Most days through this time of plague I’ve been fortunate to get to the woods, enjoying air fragrant with Springtime in South-West England, where the pungent scent of Bear’s Garlic  is most noticeable. It grows abundantly here, and by mid April reaches full bloom – six-petalled starbursts nodding on the cool breeze, shimmering in dappled sunlight like fresh snow clustered over undulating green. Amongst other wild herbs, I’ve been eating it regularly to strengthen my immune system against the Covid-19 virus. Often as I pick its silky leaves I imagine it being used by my ancestors back in time. Allium ursinum, so-called not simply because it gives our bodies a powerful tonic at the end of Winter, but, I like to imagine, because before we hunted Brown Bear to extinction here, they might have crawled sluggishly out of hibernation and devoured it in great pawfuls, its fiery potency awakening their bodies for the new mating season.

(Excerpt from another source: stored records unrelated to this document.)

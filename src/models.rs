use std::collections::BTreeSet;
use std::fmt;
use std::str::FromStr;

use chrono::{DateTime, Local, NaiveDate};
use serde::{Deserialize, Serialize};

/// Display grouping for a task. Has no effect on scoring.
#[derive(Serialize, Deserialize, Debug, Clone, Copy, PartialEq, Eq, Hash, Default)]
#[serde(rename_all = "lowercase")]
pub enum Category {
    #[default]
    Chores,
    Appointment,
    Routine,
    Leisure,
}

impl Category {
    pub fn as_str(&self) -> &'static str {
        match self {
            Category::Chores => "chores",
            Category::Appointment => "appointment",
            Category::Routine => "routine",
            Category::Leisure => "leisure",
        }
    }
}

impl fmt::Display for Category {
    fn fmt(&self, f: &mut fmt::Formatter<'_>) -> fmt::Result {
        f.write_str(self.as_str())
    }
}

impl FromStr for Category {
    type Err = String;

    fn from_str(s: &str) -> Result<Self, Self::Err> {
        match s.trim().to_lowercase().as_str() {
            "chores" | "chore" => Ok(Category::Chores),
            "appointment" | "appt" => Ok(Category::Appointment),
            "routine" => Ok(Category::Routine),
            "leisure" => Ok(Category::Leisure),
            other => Err(format!(
                "unknown category '{}'. Supported: chores, appointment, routine, leisure",
                other
            )),
        }
    }
}

/// Which calendar days a completed recurring task comes back on.
#[derive(Serialize, Deserialize, Debug, Clone, Copy, PartialEq, Eq, Default)]
#[serde(rename_all = "lowercase")]
pub enum RecurringType {
    #[default]
    Daily,
    Weekdays,
    Weekends,
    Custom,
}

impl RecurringType {
    pub fn as_str(&self) -> &'static str {
        match self {
            RecurringType::Daily => "daily",
            RecurringType::Weekdays => "weekdays",
            RecurringType::Weekends => "weekends",
            RecurringType::Custom => "custom",
        }
    }
}

impl fmt::Display for RecurringType {
    fn fmt(&self, f: &mut fmt::Formatter<'_>) -> fmt::Result {
        f.write_str(self.as_str())
    }
}

impl FromStr for RecurringType {
    type Err = String;

    fn from_str(s: &str) -> Result<Self, Self::Err> {
        match s.trim().to_lowercase().as_str() {
            "daily" => Ok(RecurringType::Daily),
            "weekdays" => Ok(RecurringType::Weekdays),
            "weekends" => Ok(RecurringType::Weekends),
            "custom" => Ok(RecurringType::Custom),
            other => Err(format!(
                "unknown recurrence '{}'. Supported: daily, weekdays, weekends, custom",
                other
            )),
        }
    }
}

/// Represents a single tracked task.
#[derive(Serialize, Deserialize, Debug, Clone, PartialEq)]
pub struct Task {
    /// Unique identifier, assigned by the store and never reused.
    pub id: u64,
    /// Non-empty display text.
    pub title: String,
    /// Planned length of the task in minutes (always > 0).
    pub duration_minutes: u32,
    /// Deadline / target instant.
    #[serde(default)]
    pub should_do_at: Option<DateTime<Local>>,
    /// Habitual time hint. Soft affinity only.
    #[serde(default)]
    pub usually_do_at: Option<DateTime<Local>>,
    /// 1..=5, 5 is highest.
    pub priority: u8,
    #[serde(default)]
    pub category: Category,
    #[serde(default)]
    pub completed: bool,
    #[serde(default)]
    pub is_running: bool,
    /// Set when a run begins, cleared on stop.
    #[serde(default)]
    pub start_time: Option<DateTime<Local>>,
    /// Seconds counted toward `duration_minutes * 60`. May exceed it while a
    /// non-auto-complete task keeps running past its deadline.
    #[serde(default)]
    pub elapsed_time_seconds: u64,
    #[serde(default)]
    pub auto_complete: bool,
    #[serde(default)]
    pub is_recurring: bool,
    /// Only meaningful when `is_recurring`.
    #[serde(default)]
    pub recurring_type: Option<RecurringType>,
    /// Weekday indices, 0 = Sunday .. 6 = Saturday. Only meaningful for `Custom`.
    #[serde(default)]
    pub recurring_days: BTreeSet<u8>,
    /// Local calendar day a recurring task was last finished.
    #[serde(default)]
    pub last_completed_date: Option<NaiveDate>,
    /// Set once the time-up alert has fired for the current run.
    #[serde(default)]
    pub time_up_alerted: bool,
}

impl Task {
    /// Planned length in seconds.
    pub fn total_seconds(&self) -> u64 {
        u64::from(self.duration_minutes) * 60
    }

    /// A task that is neither running nor completed but has time on the clock.
    pub fn is_paused(&self) -> bool {
        !self.is_running && !self.completed && self.elapsed_time_seconds > 0
    }
}

/// User-supplied fields for creating a task.
#[derive(Debug, Clone, PartialEq)]
pub struct NewTask {
    pub title: String,
    pub duration_minutes: u32,
    pub should_do_at: Option<DateTime<Local>>,
    pub usually_do_at: Option<DateTime<Local>>,
    pub priority: u8,
    pub category: Category,
    pub auto_complete: bool,
    pub is_recurring: bool,
    pub recurring_type: RecurringType,
    pub recurring_days: BTreeSet<u8>,
}

impl Default for NewTask {
    fn default() -> Self {
        NewTask {
            title: String::new(),
            duration_minutes: 15,
            should_do_at: None,
            usually_do_at: None,
            priority: 3,
            category: Category::Chores,
            auto_complete: false,
            is_recurring: false,
            recurring_type: RecurringType::Daily,
            recurring_days: BTreeSet::new(),
        }
    }
}

impl NewTask {
    pub fn titled(title: impl Into<String>) -> Self {
        NewTask {
            title: title.into(),
            ..NewTask::default()
        }
    }

    /// Checks the add-task input contract. Invalid input is rejected silently by the store.
    pub fn is_valid(&self) -> bool {
        !self.title.trim().is_empty()
            && self.duration_minutes > 0
            && (1..=5).contains(&self.priority)
    }

    /// Builds the stored task with runtime fields at their defaults.
    pub(crate) fn into_task(self, id: u64) -> Task {
        let recurring_type = self.is_recurring.then_some(self.recurring_type);
        let recurring_days = if recurring_type == Some(RecurringType::Custom) {
            self.recurring_days.into_iter().filter(|d| *d <= 6).collect()
        } else {
            BTreeSet::new()
        };
        Task {
            id,
            title: self.title.trim().to_string(),
            duration_minutes: self.duration_minutes,
            should_do_at: self.should_do_at,
            usually_do_at: self.usually_do_at,
            priority: self.priority,
            category: self.category,
            completed: false,
            is_running: false,
            start_time: None,
            elapsed_time_seconds: 0,
            auto_complete: self.auto_complete,
            is_recurring: self.is_recurring,
            recurring_type,
            recurring_days,
            last_completed_date: None,
            time_up_alerted: false,
        }
    }
}
//! Audible alerts raised by the timer.
//!
//! The core only asks for a kind of alert; how it sounds is up to the emitter.
//! Emitters never report failure back: they log it and move on, so a broken
//! terminal or muted device cannot interrupt a tick.

use std::io::{self, Write};

use tracing::{debug, warn};

#[derive(Debug, Clone, Copy, PartialEq, Eq)]
pub enum AlertKind {
    /// A non-auto-complete task ran out of planned time.
    TimeUp,
    /// A task was completed, automatically or by hand.
    Completion,
}

impl AlertKind {
    pub fn as_str(&self) -> &'static str {
        match self {
            AlertKind::TimeUp => "time-up",
            AlertKind::Completion => "completion",
        }
    }
}

pub trait AlertEmitter {
    fn emit(&mut self, kind: AlertKind);
}

impl<A: AlertEmitter + ?Sized> AlertEmitter for Box<A> {
    fn emit(&mut self, kind: AlertKind) {
        (**self).emit(kind)
    }
}

/// Rings the terminal bell: one ring for time-up, two for completion.
pub struct TerminalBell<W: Write = io::Stdout> {
    out: W,
}

impl TerminalBell<io::Stdout> {
    pub fn stdout() -> Self {
        TerminalBell { out: io::stdout() }
    }
}

impl<W: Write> TerminalBell<W> {
    pub fn new(out: W) -> Self {
        TerminalBell { out }
    }

    fn ring(&mut self, kind: AlertKind) -> io::Result<()> {
        let bells: &[u8] = match kind {
            AlertKind::TimeUp => b"\x07",
            AlertKind::Completion => b"\x07\x07",
        };
        self.out.write_all(bells)?;
        self.out.flush()
    }
}

impl<W: Write> AlertEmitter for TerminalBell<W> {
    fn emit(&mut self, kind: AlertKind) {
        if let Err(e) = self.ring(kind) {
            warn!(alert = kind.as_str(), error = %e, "failed to ring terminal bell");
        }
    }
}

/// Drops every alert. Used when alerts are disabled in the config.
#[derive(Debug, Default, Clone, Copy)]
pub struct SilentAlerts;

impl AlertEmitter for SilentAlerts {
    fn emit(&mut self, kind: AlertKind) {
        debug!(alert = kind.as_str(), "alert suppressed");
    }
}

/// Remembers every alert it was asked to emit.
#[derive(Debug, Default, Clone)]
pub struct RecordingAlerts {
    pub emitted: Vec<AlertKind>,
}

impl RecordingAlerts {
    pub fn count(&self, kind: AlertKind) -> usize {
        self.emitted.iter().filter(|k| **k == kind).count()
    }
}

impl AlertEmitter for RecordingAlerts {
    fn emit(&mut self, kind: AlertKind) {
        self.emitted.push(kind);
    }
}
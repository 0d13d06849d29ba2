use ratatui::widgets::TableState;
use tracing::error;

use crate::commands::{alert_emitter, apply_options, AddOptions, CliTracker};
use crate::clock::SystemClock;
use crate::config::Config;
use crate::error::Result;
use crate::models::Task;
use crate::storage::{load_store, save_store};
use crate::tracker::Tracker;

#[derive(PartialEq)]
pub enum InputMode {
    Normal,
    Adding,
}

/// Steps of the "Add Task" wizard, in order.
#[derive(Debug, Clone, Copy, PartialEq, Eq)]
pub enum AddStep {
    Title,
    Minutes,
    Priority,
    Category,
    ShouldDoAt,
    UsuallyDoAt,
    AutoComplete,
    Recurrence,
    Days,
}

impl AddStep {
    pub fn prompt(&self) -> &'static str {
        match self {
            AddStep::Title => "Add Task: Enter Title",
            AddStep::Minutes => "Add Task: Minutes (Enter for default)",
            AddStep::Priority => "Add Task: Priority 1-5 (Enter for default)",
            AddStep::Category => "Add Task: chores / appointment / routine / leisure",
            AddStep::ShouldDoAt => "Add Task: Should do at (YYYY-MM-DD HH:MM or HH:MM, optional)",
            AddStep::UsuallyDoAt => "Add Task: Usually do at (optional)",
            AddStep::AutoComplete => "Add Task: Auto-complete when time is up? (y/N)",
            AddStep::Recurrence => "Add Task: Repeat daily / weekdays / weekends / custom (optional)",
            AddStep::Days => "Add Task: Days, e.g. mon,wed,fri",
        }
    }
}

pub struct App {
    pub tracker: CliTracker,
    pub config: Config,
    pub state: TableState,
    /// Id of the highlighted task. The row index in `state` follows it.
    selected: Option<u64>,
    pub input_mode: InputMode,
    pub input_buffer: String,
    pub add_step: AddStep,
    // Partial data collected by the wizard
    pub add_options: AddOptions,
    pub show_completed: bool,
    /// Last error or notice shown in the help bar.
    pub message: Option<String>,
}

impl App {
    /// Creates the app from the snapshot on disk.
    pub fn new(config: Config) -> Result<App> {
        let store = load_store(&config.data_file)?;
        let tracker = Tracker::new(store, SystemClock, alert_emitter(&config));
        let mut app = App {
            tracker,
            config,
            state: TableState::default(),
            selected: None,
            input_mode: InputMode::Normal,
            input_buffer: String::new(),
            add_step: AddStep::Title,
            add_options: AddOptions::default(),
            show_completed: true,
            message: None,
        };
        app.on_tick();
        app.clamp_selection();
        Ok(app)
    }

    /// Tasks currently on screen, in ranked order.
    pub fn visible(&self) -> Vec<&Task> {
        self.tracker
            .ranked()
            .into_iter()
            .filter(|t| self.show_completed || !t.completed)
            .collect()
    }

    pub fn selected_id(&self) -> Option<u64> {
        self.selected
    }

    fn select(&mut self, index: usize) {
        let id = self.visible().get(index).map(|t| t.id);
        self.selected = id;
        self.state.select(id.map(|_| index));
    }

    /// Runs one tick of the tracker and saves if anything changed.
    pub fn on_tick(&mut self) {
        let report = self.tracker.tick();
        if report.changed_state() {
            self.persist();
        }
        self.clamp_selection();
    }

    /// Writes the store to disk. Failures are shown, not fatal.
    pub fn persist(&mut self) {
        if let Err(e) = save_store(&self.config.data_file, self.tracker.store()) {
            error!(error = %e, "failed to save tasks");
            self.message = Some(format!("Save failed: {}", e));
        }
    }

    /// Points the highlighted row back at the selected task after a re-rank.
    ///
    /// When that task is gone from view the row at the old position is taken.
    pub fn clamp_selection(&mut self) {
        let (position, len) = {
            let visible = self.visible();
            let position = self
                .selected
                .and_then(|id| visible.iter().position(|t| t.id == id));
            (position, visible.len())
        };
        match position {
            Some(i) => self.state.select(Some(i)),
            None if len == 0 => {
                self.selected = None;
                self.state.select(None);
            }
            None => {
                let i = self.state.selected().unwrap_or(0).min(len - 1);
                self.select(i);
            }
        }
    }

    /// Selects the next task.
    pub fn next(&mut self) {
        let len = self.visible().len();
        if len == 0 { return; }
        let i = match self.state.selected() {
            Some(i) if i + 1 < len => i + 1,
            _ => 0,
        };
        self.select(i);
    }

    /// Selects the previous task.
    pub fn previous(&mut self) {
        let len = self.visible().len();
        if len == 0 { return; }
        let i = match self.state.selected() {
            Some(0) | None => len - 1,
            Some(i) => i - 1,
        };
        self.select(i);
    }

    /// Applies a mutation to the selected task, then saves and re-clamps.
    fn with_selected(&mut self, f: impl FnOnce(&mut CliTracker, u64)) {
        if let Some(id) = self.selected_id() {
            f(&mut self.tracker, id);
            self.persist();
            self.clamp_selection();
        }
    }

    pub fn start_selected(&mut self) {
        self.with_selected(|tracker, id| {
            tracker.start(id);
        });
    }

    pub fn pause_selected(&mut self) {
        self.with_selected(|tracker, id| {
            tracker.pause(id);
        });
    }

    pub fn stop_selected(&mut self) {
        self.with_selected(|tracker, id| {
            tracker.stop(id);
        });
    }

    pub fn complete_selected(&mut self) {
        self.with_selected(|tracker, id| {
            tracker.toggle_complete(id);
        });
    }

    pub fn delete_selected(&mut self) {
        self.with_selected(|tracker, id| {
            tracker.delete(id);
        });
    }

    /// Toggles the visibility of completed tasks.
    pub fn toggle_completed(&mut self) {
        self.show_completed = !self.show_completed;
        self.clamp_selection();
    }

    /// Initiates the "Add Task" wizard.
    pub fn start_add(&mut self) {
        self.input_mode = InputMode::Adding;
        self.add_step = AddStep::Title;
        self.add_options = AddOptions::default();
        self.input_buffer.clear();
        self.message = None;
    }

    pub fn cancel_input(&mut self) {
        self.input_mode = InputMode::Normal;
        self.input_buffer.clear();
    }

    /// Handles Enter in the "Add Task" wizard.
    pub fn handle_input(&mut self) {
        let value = self.input_buffer.trim().to_string();
        let opt = if value.is_empty() { None } else { Some(value.clone()) };
        let next = match self.add_step {
            AddStep::Title => {
                if value.is_empty() {
                    return;
                }
                self.add_options.title = value;
                Some(AddStep::Minutes)
            }
            AddStep::Minutes => match opt.map(|v| v.parse::<u32>()) {
                Some(Ok(m)) if m > 0 => {
                    self.add_options.minutes = Some(m);
                    Some(AddStep::Priority)
                }
                None => Some(AddStep::Priority),
                _ => return,
            },
            AddStep::Priority => match opt.map(|v| v.parse::<u8>()) {
                Some(Ok(p)) if (1..=5).contains(&p) => {
                    self.add_options.priority = Some(p);
                    Some(AddStep::Category)
                }
                None => Some(AddStep::Category),
                _ => return,
            },
            AddStep::Category => {
                self.add_options.category = opt;
                Some(AddStep::ShouldDoAt)
            }
            AddStep::ShouldDoAt => {
                self.add_options.should_do_at = opt;
                Some(AddStep::UsuallyDoAt)
            }
            AddStep::UsuallyDoAt => {
                self.add_options.usually_do_at = opt;
                Some(AddStep::AutoComplete)
            }
            AddStep::AutoComplete => {
                self.add_options.auto_complete = matches!(value.to_lowercase().as_str(), "y" | "yes");
                Some(AddStep::Recurrence)
            }
            AddStep::Recurrence => {
                let custom = opt.as_deref().map(str::to_lowercase).as_deref() == Some("custom");
                self.add_options.recur = opt;
                if custom { Some(AddStep::Days) } else { None }
            }
            AddStep::Days => {
                self.add_options.days = opt;
                None
            }
        };
        self.input_buffer.clear();
        match next {
            Some(step) => self.add_step = step,
            None => self.finish_add(),
        }
    }

    fn finish_add(&mut self) {
        self.input_mode = InputMode::Normal;
        let mut input = self.config.defaults.new_task(self.add_options.title.clone());
        if let Err(msg) = apply_options(&mut input, &self.add_options, self.tracker.now()) {
            self.message = Some(msg);
            return;
        }
        match self.tracker.add(input) {
            Some(id) => {
                self.message = Some(format!("Task added (id = {})", id));
                self.persist();
            }
            None => self.message = Some("Task not added".to_string()),
        }
        self.clamp_selection();
    }
}
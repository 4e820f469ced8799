use super::line_kind::FENCE_PREFIX;

const DIFF_FENCE_TAGS: [&str; 2] = ["diff", "patch"];

/// Splits pasted text into the regions that carry diff content.
///
/// When at least one fence tagged `diff` is present, only the lines inside such
/// fences are returned, one region per fence, and everything around them is
/// dropped. Otherwise the whole input is a single bare region. An unterminated
/// diff fence runs to the end of the input.
pub fn diff_regions(text: &str) -> Vec<Vec<&str>> {
    let lines: Vec<&str> = text.lines().collect();

    if !lines.iter().any(|l| is_diff_fence_open(l)) {
        return vec![lines];
    }

    let mut regions = Vec::new();
    let mut current: Option<Vec<&str>> = None;

    for line in lines {
        if current.is_none() {
            if is_diff_fence_open(line) {
                current = Some(Vec::new());
            }
        } else if is_fence_close(line) {
            regions.extend(current.take());
        } else if let Some(region) = current.as_mut() {
            region.push(line);
        }
    }

    regions.extend(current);
    regions
}

fn is_diff_fence_open(line: &str) -> bool {
    line.trim()
        .strip_prefix(FENCE_PREFIX)
        .map(|tag| {
            let tag = tag.trim().to_ascii_lowercase();
            DIFF_FENCE_TAGS.contains(&tag.as_str())
        })
        .unwrap_or(false)
}

fn is_fence_close(line: &str) -> bool {
    line.trim() == FENCE_PREFIX
}
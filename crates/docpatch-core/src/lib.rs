pub mod document;
pub mod error;
pub mod markdown;
pub mod matcher;
pub mod normalizer;
pub mod operations;
pub mod parser;
pub mod prompt;
pub mod proposals;
pub mod types;

pub use document::{BlockOp, Document};
pub use error::{EngineError, Result};
pub use markdown::split_sections;
pub use matcher::{resolve, TextUnits};
pub use normalizer::{equivalent, normalize};
pub use operations::{
    apply_all_to_text, apply_to_text, resolve_and_apply, TextApplication, TextOutcome,
};
pub use parser::parse;
pub use prompt::{fenced_prompt, unified_prompt};
pub use proposals::{Proposal, ProposalStore};
pub use types::{Block, BlockKind, Hunk, ProposalId, Resolution};
use crate::types::ProposalId;
use thiserror::Error;

#[derive(Debug, Error, PartialEq, Eq)]
pub enum EngineError {
    #[error("no valid diff found")]
    NoValidDiff,

    #[error("no pending proposal {0}")]
    UnknownProposal(ProposalId),

    #[error("block index {index} is out of range for a document of {len} block(s)")]
    Mutation { index: usize, len: usize },
}

pub type Result<T> = std::result::Result<T, EngineError>;
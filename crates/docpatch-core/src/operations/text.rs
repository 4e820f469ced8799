use crate::matcher::{find_anchor, find_exact_run, find_inline};
use crate::types::Hunk;
use log::{debug, warn};
use serde::Serialize;
use std::fmt;

/// What happened to a flat buffer when a hunk was applied to it.
#[derive(Debug, Clone, Copy, PartialEq, Eq, Serialize)]
pub enum TextOutcome {
    /// A run of lines starting at `line` was replaced.
    Replaced { line: usize, count: usize },
    /// Substring edit inside one line.
    Inline { line: usize },
    InsertedAfter { line: usize },
    Appended,
    /// Nothing matched; the buffer is unchanged.
    Unresolved,
}

impl TextOutcome {
    pub fn is_applied(&self) -> bool {
        !matches!(self, TextOutcome::Unresolved)
    }
}

impl fmt::Display for TextOutcome {
    fn fmt(&self, f: &mut fmt::Formatter<'_>) -> fmt::Result {
        match self {
            TextOutcome::Replaced { line, count } => {
                write!(f, "replaced {} line(s) at line {}", count, line + 1)
            }
            TextOutcome::Inline { line } => write!(f, "inline edit on line {}", line + 1),
            TextOutcome::InsertedAfter { line } => write!(f, "inserted after line {}", line + 1),
            TextOutcome::Appended => write!(f, "appended at end"),
            TextOutcome::Unresolved => write!(f, "could not locate hunk"),
        }
    }
}

#[derive(Debug, Clone, PartialEq, Eq)]
pub struct TextApplication {
    pub content: String,
    pub outcome: TextOutcome,
}

/// Applies one hunk to a newline-delimited buffer.
///
/// Unlike the structural path, a hunk whose deletions cannot be found leaves
/// the buffer unchanged and reports `TextOutcome::Unresolved`. Pure insertions
/// without a usable anchor are still appended. A buffer using `\r\n` keeps it
/// on every line, spliced ones included.
pub fn apply_to_text(content: &str, hunk: &Hunk) -> TextApplication {
    let ending = line_ending(content);
    let crlf = ending == CRLF;
    let mut lines: Vec<String> = content
        .split('\n')
        .map(|l| match l.strip_suffix('\r') {
            Some(stripped) if crlf => stripped.to_string(),
            _ => l.to_string(),
        })
        .collect();

    let outcome = if hunk.is_pure_insertion() {
        insert(content, &mut lines, hunk)
    } else if !hunk.deletions.is_empty() {
        replace(&mut lines, hunk)
    } else {
        TextOutcome::Unresolved
    };

    match outcome {
        TextOutcome::Unresolved => {
            warn!(
                "Could not apply hunk to text: first deletion {:?}",
                hunk.deletions.first()
            );
            TextApplication {
                content: content.to_string(),
                outcome,
            }
        }
        TextOutcome::Appended => {
            let additions = hunk.additions.join(ending);
            let content = if content.is_empty() {
                additions
            } else {
                format!("{}{}{}", content, ending, additions)
            };
            TextApplication { content, outcome }
        }
        _ => {
            debug!("Applied hunk to text: {}", outcome);
            TextApplication {
                content: lines.join(ending),
                outcome,
            }
        }
    }
}

const CRLF: &str = "\r\n";

fn line_ending(content: &str) -> &'static str {
    if content.contains(CRLF) {
        CRLF
    } else {
        "\n"
    }
}

/// Applies hunks in order, each against the result of the previous one.
pub fn apply_all_to_text(content: &str, hunks: &[Hunk]) -> (String, Vec<TextOutcome>) {
    let mut current = content.to_string();
    let mut outcomes = Vec::with_capacity(hunks.len());

    for hunk in hunks {
        let applied = apply_to_text(&current, hunk);
        current = applied.content;
        outcomes.push(applied.outcome);
    }

    (current, outcomes)
}

fn insert(content: &str, lines: &mut Vec<String>, hunk: &Hunk) -> TextOutcome {
    if let Some(last) = hunk.context_before.last() {
        if let Some(index) = find_anchor(lines.as_slice(), last) {
            lines.splice(index + 1..index + 1, hunk.additions.iter().cloned());
            return TextOutcome::InsertedAfter { line: index };
        }
    }
    debug!(
        "No anchor for insertion into {} byte buffer; appending",
        content.len()
    );
    TextOutcome::Appended
}

fn replace(lines: &mut Vec<String>, hunk: &Hunk) -> TextOutcome {
    if hunk.deletions.len() == 1 && hunk.additions.len() == 1 {
        let needle = &hunk.deletions[0];
        if let Some(index) = find_inline(lines.as_slice(), needle) {
            lines[index] = lines[index].replacen(needle.as_str(), &hunk.additions[0], 1);
            return TextOutcome::Inline { line: index };
        }
    }

    match find_exact_run(lines.as_slice(), &hunk.deletions) {
        Some(indices) => {
            let start = indices[0];
            let count = indices.len();
            lines.splice(start..start + count, hunk.additions.iter().cloned());
            TextOutcome::Replaced { line: start, count }
        }
        None => TextOutcome::Unresolved,
    }
}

This daily exercise – sanctioned by the British government now that we, like so many simultaneously around the world, are in lock-down, as ministers and medics attempt to slow the spread of the pandemic – is a source of nourishment in other ways, including my mental health. Today I was accompanied by Maggie, whose home I’m thankful to be staying in. As we followed the snaking mud path through the lush growth, counting our blessings that we’re local to these woods at a time when free movement is checked and millions are shut in cramped city flats with limited access to green spaces, or are working long hours as key workers, often risking their health, I asked her to pick which of the four elements she thought we humans have most intimacy with. Through our conversation, we considered each in turn.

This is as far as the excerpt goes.